Dataset entries
use std::time::Duration;

use async_trait::async_trait;
use reqwest::Client;
use serde::de::DeserializeOwned;

use crate::error::{PiError, PiResult};

#[derive(Debug, Clone, Copy, PartialEq, Eq)]
pub enum HttpMethod {
    Get,
    Post,
}

impl HttpMethod {
    pub fn as_str(&self) -> &'static str {
        match self {
            HttpMethod::Get => "GET",
            HttpMethod::Post => "POST",
        }
    }
}

/// A fully prepared request: URL, headers and the exact body bytes that were signed.
#[derive(Debug, Clone)]
pub struct OutboundRequest {
    pub method: HttpMethod,
    pub url: String,
    pub headers: Vec<(&'static str, String)>,
    pub body: Option<String>,
}

impl OutboundRequest {
    pub fn header(&self, name: &str) -> Option<&str> {
        self.headers
            .iter()
            .find(|(key, _)| key.eq_ignore_ascii_case(name))
            .map(|(_, value)| value.as_str())
    }
}

#[derive(Debug, Clone)]
pub struct TransportResponse {
    pub status: u16,
    pub body: String,
}

impl TransportResponse {
    pub fn is_success(&self) -> bool {
        (200..300).contains(&self.status)
    }

    pub fn json<T: DeserializeOwned>(&self) -> PiResult<T> {
        serde_json::from_str(&self.body).map_err(|err| {
            PiError::MalformedResponse(format!("expected JSON body (HTTP {}): {err}", self.status))
        })
    }
}

/// Executes one HTTP exchange. Implementations must not retry.
#[async_trait]
pub trait HttpTransport: Send + Sync {
    async fn execute(&self, request: OutboundRequest) -> PiResult<TransportResponse>;
}

#[derive(Debug, Clone)]
pub struct ReqwestTransport {
    client: Client,
}

impl ReqwestTransport {
    pub fn new(timeout: Duration) -> PiResult<Self> {
        let client = Client::builder()
            .timeout(timeout)
            .build()
            .map_err(|err| PiError::Transport(format!("failed to build HTTP client: {err}")))?;
        Ok(Self { client })
    }
}

#[async_trait]
impl HttpTransport for ReqwestTransport {
    async fn execute(&self, request: OutboundRequest) -> PiResult<TransportResponse> {
        let mut builder = match request.method {
            HttpMethod::Get => self.client.get(&request.url),
            HttpMethod::Post => self.client.post(&request.url),
        };
        for (name, value) in &request.headers {
            builder = builder.header(*name, value);
        }
        if let Some(body) = request.body {
            builder = builder.body(body);
        }

        let response = builder.send().await.map_err(|err| {
            if err.is_timeout() {
                PiError::Transport(format!("timed out calling {}: {err}", request.url))
            } else {
                PiError::Transport(format!("request to {} failed: {err}", request.url))
            }
        })?;

        let status = response.status().as_u16();
        let body = response
            .text()
            .await
            .map_err(|err| PiError::Transport(format!("failed to read response body: {err}")))?;
        Ok(TransportResponse { status, body })
    }
}
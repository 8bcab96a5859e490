use serde::{Deserialize, Serialize};
use serde_json::{Map, Value};

use crate::error::{PiError, PiResult};

const PREFERRED_NAME_LANGUAGE: &str = "lt";
const FALLBACK_NAME_LANGUAGE: &str = "en";

/// A bank the payer can be sent to, flattened from the agreement providers map.
#[derive(Debug, Clone, PartialEq, Eq, Serialize, Deserialize)]
pub struct Provider {
    pub id: String,
    pub name: String,
    pub country: String,
    pub bic: String,
    pub logo: String,
    pub url: String,
}

impl Provider {
    pub fn from_entry(id: &str, detail: &Value) -> Self {
        let text = |pointer: &str| {
            detail
                .pointer(pointer)
                .and_then(Value::as_str)
                .unwrap_or_default()
                .to_string()
        };
        let name = detail
            .pointer(&format!("/names/shortNames/{PREFERRED_NAME_LANGUAGE}"))
            .and_then(Value::as_str)
            .or_else(|| {
                detail
                    .pointer(&format!("/names/shortNames/{FALLBACK_NAME_LANGUAGE}"))
                    .and_then(Value::as_str)
            })
            .unwrap_or_default()
            .to_string();

        Self {
            id: id.to_string(),
            name,
            country: text("/country"),
            bic: text("/bic"),
            logo: text("/urls/logo"),
            url: text("/urls/payment"),
        }
    }
}

/// Flatten `{ "<key>": { ...detail } }` into providers, keeping response order.
pub fn providers_from_response(body: &Value) -> PiResult<Vec<Provider>> {
    match body {
        Value::Null => Ok(Vec::new()),
        Value::Object(entries) => Ok(flatten(entries)),
        other => Err(PiError::MalformedResponse(format!(
            "expected provider map, got {}",
            json_kind(other)
        ))),
    }
}

fn flatten(entries: &Map<String, Value>) -> Vec<Provider> {
    entries
        .iter()
        .map(|(id, detail)| Provider::from_entry(id, detail))
        .collect()
}

fn json_kind(value: &Value) -> &'static str {
    match value {
        Value::Null => "null",
        Value::Bool(_) => "boolean",
        Value::Number(_) => "number",
        Value::String(_) => "string",
        Value::Array(_) => "array",
        Value::Object(_) => "object",
    }
}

TASK DIRECTIONS:
Looking at the data above, how many lines hold the word "HttpMethod"? Respond with the number alone.

FINISHED EXERCISE:
7